Top of INPUT DATA
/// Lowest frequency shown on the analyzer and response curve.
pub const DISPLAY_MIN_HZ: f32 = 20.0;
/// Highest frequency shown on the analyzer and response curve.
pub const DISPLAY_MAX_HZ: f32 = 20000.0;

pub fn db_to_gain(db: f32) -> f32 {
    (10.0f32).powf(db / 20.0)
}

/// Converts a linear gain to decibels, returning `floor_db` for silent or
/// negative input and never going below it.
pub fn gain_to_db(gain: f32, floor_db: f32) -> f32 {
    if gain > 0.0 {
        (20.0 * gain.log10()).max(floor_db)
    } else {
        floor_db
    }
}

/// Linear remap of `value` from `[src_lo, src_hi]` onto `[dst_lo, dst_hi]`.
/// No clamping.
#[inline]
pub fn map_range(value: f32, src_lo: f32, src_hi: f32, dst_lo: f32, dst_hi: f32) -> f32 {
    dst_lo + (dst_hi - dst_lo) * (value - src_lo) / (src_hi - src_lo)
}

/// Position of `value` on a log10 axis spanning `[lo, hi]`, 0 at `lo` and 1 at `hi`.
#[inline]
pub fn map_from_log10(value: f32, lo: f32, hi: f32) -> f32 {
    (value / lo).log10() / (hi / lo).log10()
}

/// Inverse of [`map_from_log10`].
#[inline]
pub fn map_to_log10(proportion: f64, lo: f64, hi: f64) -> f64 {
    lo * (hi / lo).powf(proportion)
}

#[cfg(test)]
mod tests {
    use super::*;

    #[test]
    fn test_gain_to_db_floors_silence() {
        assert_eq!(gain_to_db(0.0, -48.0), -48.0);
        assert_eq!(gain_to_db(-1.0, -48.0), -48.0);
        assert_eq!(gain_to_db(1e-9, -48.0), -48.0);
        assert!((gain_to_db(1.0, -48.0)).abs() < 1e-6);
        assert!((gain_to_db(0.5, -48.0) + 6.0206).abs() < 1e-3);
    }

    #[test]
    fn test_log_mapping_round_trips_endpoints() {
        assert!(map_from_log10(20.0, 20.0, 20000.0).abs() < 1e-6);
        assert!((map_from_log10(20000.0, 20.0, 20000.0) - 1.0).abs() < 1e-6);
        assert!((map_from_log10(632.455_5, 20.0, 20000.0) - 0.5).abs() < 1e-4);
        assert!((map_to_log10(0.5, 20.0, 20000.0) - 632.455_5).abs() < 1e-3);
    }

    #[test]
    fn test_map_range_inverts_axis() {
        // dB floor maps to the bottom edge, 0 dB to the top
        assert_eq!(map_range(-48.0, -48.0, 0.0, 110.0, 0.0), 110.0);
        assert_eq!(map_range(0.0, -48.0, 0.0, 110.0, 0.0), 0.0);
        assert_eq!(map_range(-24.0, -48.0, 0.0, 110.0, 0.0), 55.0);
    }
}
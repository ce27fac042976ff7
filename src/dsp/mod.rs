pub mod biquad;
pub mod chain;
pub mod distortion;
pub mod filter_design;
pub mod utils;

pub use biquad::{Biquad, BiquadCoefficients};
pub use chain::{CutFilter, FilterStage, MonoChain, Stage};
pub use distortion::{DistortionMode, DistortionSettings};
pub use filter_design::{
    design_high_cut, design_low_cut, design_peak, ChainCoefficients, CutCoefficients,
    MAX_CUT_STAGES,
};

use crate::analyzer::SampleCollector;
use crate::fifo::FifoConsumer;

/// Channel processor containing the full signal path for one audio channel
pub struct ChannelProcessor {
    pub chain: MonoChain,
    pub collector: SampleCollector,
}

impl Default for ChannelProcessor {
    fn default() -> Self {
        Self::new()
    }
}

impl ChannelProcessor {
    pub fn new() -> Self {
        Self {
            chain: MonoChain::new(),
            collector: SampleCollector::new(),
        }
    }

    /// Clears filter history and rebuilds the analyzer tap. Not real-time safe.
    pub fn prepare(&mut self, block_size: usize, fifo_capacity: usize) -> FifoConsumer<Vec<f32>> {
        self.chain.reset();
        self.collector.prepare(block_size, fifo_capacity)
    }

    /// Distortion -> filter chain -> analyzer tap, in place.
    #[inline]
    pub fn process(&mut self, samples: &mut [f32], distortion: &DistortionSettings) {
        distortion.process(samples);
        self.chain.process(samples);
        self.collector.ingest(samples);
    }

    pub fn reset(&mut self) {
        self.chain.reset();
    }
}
Bottom of INPUT DATA
### [YOUR INSTRUCTIONS]
Figure out how many lines of the material include the string "response", and reply with only that figure.

### [WRITTEN REPLY]
2